ENTRIES SUPPLIED =
[Start of Attachment]

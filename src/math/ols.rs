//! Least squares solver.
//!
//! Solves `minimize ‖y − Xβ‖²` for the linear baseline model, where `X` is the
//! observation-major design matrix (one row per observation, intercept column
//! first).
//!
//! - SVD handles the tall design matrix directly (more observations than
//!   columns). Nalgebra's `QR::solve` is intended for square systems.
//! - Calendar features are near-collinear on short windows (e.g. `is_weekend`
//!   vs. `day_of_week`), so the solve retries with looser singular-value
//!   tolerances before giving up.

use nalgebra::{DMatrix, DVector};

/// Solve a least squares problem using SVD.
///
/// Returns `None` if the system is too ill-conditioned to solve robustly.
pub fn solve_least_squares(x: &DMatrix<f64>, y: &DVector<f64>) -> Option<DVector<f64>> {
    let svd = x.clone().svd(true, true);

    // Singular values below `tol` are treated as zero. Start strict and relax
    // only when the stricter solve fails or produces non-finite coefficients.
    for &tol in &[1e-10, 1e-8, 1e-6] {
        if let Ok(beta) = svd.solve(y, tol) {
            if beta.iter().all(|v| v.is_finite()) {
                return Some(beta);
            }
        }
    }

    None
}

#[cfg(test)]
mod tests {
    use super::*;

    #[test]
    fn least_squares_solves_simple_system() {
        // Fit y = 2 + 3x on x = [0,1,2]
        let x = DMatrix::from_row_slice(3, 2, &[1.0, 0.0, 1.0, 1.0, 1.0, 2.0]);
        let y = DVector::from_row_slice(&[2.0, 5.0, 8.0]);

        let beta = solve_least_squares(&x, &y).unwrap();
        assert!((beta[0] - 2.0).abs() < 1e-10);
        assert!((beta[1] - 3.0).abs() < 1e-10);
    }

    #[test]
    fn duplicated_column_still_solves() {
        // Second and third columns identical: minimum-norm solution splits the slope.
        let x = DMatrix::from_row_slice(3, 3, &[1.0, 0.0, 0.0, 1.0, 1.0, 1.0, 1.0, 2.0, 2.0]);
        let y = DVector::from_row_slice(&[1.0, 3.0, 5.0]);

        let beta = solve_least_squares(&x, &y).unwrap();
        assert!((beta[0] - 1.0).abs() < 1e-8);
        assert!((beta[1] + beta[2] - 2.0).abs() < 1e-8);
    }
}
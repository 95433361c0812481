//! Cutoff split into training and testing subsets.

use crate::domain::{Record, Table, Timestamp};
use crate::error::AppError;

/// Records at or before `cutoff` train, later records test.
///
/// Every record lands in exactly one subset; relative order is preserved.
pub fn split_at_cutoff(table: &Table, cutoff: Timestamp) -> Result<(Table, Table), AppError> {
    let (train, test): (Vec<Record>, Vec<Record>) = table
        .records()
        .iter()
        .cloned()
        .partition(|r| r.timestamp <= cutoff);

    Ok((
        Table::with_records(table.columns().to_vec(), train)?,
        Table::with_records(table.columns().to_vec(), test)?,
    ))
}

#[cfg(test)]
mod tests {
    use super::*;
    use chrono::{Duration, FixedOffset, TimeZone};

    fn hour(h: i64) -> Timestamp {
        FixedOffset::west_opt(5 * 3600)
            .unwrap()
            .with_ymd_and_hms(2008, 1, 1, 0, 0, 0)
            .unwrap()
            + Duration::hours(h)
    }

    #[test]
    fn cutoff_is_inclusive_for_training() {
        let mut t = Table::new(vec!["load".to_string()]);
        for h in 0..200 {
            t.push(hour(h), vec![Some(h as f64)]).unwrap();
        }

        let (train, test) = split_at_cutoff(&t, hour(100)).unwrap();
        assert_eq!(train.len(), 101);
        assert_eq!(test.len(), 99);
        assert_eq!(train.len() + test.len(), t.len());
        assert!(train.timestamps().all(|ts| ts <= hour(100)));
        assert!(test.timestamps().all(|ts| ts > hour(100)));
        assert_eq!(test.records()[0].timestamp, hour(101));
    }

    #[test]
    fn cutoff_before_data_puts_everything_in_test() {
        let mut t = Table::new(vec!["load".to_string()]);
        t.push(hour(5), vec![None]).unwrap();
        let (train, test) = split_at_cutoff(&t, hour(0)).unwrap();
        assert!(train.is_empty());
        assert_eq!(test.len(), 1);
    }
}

[End of Attachment]
[Start of Attachment]

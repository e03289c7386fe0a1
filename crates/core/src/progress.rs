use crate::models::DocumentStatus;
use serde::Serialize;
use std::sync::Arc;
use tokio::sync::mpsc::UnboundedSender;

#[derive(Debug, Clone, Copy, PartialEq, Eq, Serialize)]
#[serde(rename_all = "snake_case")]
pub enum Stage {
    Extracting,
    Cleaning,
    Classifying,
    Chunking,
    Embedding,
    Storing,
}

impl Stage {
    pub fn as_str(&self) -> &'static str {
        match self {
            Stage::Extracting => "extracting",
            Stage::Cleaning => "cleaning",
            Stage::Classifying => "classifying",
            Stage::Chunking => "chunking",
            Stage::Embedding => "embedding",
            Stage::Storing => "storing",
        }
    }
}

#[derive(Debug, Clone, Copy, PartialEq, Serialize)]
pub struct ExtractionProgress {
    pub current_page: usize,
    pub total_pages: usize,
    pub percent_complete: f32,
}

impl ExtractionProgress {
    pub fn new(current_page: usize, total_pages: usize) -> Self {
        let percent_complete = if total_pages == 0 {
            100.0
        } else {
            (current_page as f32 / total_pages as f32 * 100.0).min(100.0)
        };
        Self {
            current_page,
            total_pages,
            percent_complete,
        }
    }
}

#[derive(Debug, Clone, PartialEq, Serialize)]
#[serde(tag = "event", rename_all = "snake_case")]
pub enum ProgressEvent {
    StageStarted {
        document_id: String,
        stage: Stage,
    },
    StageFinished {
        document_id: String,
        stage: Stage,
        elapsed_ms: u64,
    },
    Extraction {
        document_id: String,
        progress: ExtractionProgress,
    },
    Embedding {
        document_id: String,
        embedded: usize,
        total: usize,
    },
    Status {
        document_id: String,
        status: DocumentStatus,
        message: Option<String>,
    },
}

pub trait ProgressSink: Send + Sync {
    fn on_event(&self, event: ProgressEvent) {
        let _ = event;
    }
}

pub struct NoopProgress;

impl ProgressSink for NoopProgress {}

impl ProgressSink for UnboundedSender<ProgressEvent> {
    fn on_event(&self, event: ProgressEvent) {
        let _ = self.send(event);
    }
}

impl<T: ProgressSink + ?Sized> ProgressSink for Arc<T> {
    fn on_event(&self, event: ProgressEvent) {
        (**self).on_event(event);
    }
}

[End of Attachment]
[Start of Attachment]

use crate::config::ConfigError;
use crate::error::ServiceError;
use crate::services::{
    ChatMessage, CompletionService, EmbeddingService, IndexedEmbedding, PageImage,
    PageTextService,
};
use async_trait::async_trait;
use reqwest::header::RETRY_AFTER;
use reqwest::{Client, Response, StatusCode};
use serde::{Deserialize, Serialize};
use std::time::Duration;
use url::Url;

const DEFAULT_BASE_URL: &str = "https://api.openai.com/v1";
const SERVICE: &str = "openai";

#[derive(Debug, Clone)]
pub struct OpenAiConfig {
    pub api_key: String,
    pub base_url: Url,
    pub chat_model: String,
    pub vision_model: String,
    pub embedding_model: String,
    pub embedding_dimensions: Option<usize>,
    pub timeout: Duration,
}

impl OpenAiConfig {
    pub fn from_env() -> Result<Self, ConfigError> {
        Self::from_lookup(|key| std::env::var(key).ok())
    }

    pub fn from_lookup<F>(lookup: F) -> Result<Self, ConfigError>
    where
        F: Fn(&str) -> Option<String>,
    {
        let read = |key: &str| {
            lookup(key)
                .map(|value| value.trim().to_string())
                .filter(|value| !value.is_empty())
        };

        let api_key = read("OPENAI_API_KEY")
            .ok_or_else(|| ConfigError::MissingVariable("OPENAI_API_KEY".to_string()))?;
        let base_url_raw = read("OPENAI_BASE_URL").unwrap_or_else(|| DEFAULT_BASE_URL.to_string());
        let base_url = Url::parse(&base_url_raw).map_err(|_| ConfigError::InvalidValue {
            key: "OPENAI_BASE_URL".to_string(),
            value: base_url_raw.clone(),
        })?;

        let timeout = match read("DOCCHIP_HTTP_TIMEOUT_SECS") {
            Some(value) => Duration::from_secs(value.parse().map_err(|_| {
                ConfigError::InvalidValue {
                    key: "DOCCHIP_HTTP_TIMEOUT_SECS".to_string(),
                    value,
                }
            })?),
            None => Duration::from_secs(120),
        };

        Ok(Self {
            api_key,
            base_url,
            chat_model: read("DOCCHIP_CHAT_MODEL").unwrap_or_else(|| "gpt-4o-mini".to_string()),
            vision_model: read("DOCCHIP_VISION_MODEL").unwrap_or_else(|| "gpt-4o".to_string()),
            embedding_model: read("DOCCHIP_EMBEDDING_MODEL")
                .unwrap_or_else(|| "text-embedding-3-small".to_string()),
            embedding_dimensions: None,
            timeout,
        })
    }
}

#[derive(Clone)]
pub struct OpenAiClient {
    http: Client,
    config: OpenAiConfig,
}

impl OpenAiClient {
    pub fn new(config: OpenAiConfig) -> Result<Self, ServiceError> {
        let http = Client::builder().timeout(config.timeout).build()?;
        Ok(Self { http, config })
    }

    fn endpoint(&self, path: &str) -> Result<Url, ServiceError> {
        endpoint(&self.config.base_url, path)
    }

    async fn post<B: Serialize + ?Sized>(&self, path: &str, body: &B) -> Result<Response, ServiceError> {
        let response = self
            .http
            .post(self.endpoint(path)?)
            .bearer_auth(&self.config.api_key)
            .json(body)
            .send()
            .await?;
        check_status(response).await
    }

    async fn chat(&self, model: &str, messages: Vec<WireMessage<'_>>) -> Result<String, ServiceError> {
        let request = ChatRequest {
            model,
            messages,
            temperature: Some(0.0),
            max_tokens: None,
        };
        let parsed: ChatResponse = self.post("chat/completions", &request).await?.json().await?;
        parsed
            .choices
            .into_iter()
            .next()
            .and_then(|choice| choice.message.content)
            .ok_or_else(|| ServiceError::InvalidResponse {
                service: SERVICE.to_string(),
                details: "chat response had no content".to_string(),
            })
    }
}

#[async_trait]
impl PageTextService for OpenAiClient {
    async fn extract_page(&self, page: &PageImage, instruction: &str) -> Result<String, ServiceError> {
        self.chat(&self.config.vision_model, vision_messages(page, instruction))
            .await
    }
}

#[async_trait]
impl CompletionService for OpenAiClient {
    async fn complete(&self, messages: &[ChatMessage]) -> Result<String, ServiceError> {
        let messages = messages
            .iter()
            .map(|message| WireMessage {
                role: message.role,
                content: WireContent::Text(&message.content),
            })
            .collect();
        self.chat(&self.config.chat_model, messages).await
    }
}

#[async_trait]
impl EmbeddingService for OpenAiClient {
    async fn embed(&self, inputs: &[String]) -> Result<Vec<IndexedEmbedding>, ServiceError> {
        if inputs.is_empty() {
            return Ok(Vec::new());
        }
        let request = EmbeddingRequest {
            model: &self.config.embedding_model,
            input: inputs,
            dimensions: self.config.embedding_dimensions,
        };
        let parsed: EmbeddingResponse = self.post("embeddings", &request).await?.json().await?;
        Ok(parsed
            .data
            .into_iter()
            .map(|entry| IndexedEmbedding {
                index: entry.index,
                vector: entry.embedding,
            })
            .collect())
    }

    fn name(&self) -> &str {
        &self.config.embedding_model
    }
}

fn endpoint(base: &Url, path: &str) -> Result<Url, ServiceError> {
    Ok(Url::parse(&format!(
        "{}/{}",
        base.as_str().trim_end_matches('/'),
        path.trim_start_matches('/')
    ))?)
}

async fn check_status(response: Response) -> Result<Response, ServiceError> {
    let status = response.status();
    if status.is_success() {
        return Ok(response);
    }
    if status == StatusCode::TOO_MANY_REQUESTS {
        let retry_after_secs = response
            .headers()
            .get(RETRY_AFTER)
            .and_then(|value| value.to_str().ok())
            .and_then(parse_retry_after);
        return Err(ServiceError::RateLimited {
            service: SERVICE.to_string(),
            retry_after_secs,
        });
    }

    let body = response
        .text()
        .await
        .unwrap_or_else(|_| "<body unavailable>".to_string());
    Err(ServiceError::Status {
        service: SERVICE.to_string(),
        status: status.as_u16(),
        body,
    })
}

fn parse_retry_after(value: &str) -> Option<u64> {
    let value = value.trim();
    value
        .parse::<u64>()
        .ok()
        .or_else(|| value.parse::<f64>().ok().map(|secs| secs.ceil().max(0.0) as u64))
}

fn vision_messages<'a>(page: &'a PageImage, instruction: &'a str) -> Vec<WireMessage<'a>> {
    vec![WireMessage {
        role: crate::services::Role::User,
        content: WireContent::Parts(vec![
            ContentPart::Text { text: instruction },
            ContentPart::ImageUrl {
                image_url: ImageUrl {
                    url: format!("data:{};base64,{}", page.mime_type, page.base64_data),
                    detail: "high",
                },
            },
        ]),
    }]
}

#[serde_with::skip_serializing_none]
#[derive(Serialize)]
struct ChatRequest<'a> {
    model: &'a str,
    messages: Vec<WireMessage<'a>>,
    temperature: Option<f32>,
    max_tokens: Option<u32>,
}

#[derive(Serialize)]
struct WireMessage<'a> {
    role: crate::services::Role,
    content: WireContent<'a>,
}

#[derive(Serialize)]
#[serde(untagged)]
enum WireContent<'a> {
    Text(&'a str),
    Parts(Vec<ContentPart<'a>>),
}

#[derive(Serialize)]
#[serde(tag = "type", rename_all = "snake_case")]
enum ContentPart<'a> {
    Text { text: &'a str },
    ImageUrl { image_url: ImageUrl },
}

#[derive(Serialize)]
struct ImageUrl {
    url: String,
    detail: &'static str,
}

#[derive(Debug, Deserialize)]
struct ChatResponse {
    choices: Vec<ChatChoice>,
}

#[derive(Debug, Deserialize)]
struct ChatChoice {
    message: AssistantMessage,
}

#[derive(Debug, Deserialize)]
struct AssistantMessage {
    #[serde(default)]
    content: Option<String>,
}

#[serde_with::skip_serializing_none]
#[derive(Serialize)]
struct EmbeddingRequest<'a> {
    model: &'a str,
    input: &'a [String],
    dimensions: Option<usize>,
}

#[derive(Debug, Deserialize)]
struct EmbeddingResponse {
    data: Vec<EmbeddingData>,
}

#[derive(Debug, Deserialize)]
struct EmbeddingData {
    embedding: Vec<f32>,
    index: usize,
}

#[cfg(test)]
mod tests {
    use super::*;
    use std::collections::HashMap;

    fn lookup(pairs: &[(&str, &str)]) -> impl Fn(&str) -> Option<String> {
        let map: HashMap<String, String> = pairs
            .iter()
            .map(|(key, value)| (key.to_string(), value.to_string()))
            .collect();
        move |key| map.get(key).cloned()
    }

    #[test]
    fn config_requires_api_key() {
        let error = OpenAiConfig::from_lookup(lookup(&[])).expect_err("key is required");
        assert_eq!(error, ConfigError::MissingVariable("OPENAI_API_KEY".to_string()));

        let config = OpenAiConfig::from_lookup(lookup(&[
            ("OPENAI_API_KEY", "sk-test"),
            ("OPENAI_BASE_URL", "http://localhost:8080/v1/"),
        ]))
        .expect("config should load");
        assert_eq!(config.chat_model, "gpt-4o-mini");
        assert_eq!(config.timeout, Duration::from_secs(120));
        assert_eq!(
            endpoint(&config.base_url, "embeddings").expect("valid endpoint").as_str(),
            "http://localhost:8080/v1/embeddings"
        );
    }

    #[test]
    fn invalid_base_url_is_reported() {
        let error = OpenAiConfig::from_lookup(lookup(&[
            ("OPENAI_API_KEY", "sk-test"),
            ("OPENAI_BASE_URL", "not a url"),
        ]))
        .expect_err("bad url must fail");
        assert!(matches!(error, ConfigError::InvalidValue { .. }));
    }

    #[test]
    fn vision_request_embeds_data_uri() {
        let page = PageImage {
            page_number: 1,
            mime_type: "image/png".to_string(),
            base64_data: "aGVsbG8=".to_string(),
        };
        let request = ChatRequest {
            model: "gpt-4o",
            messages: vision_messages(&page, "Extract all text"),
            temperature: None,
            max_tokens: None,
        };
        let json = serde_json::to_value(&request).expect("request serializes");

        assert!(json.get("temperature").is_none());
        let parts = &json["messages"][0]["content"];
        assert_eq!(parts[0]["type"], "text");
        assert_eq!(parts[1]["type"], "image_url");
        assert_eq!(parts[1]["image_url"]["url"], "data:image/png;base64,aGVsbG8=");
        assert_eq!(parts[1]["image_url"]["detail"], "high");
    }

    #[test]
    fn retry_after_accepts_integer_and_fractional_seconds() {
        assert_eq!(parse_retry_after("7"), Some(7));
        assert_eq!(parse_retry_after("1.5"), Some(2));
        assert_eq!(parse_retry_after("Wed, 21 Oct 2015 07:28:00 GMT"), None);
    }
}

[End of Attachment]

PROMPT =
Lines holding the word "PartialEq" are the answer; copy every one from the records above.

SOLVED EXERCISE =
#[derive(Debug, Clone, Copy, PartialEq, Eq, Serialize)]
#[derive(Debug, Clone, Copy, PartialEq, Serialize)]
#[derive(Debug, Clone, PartialEq, Serialize)]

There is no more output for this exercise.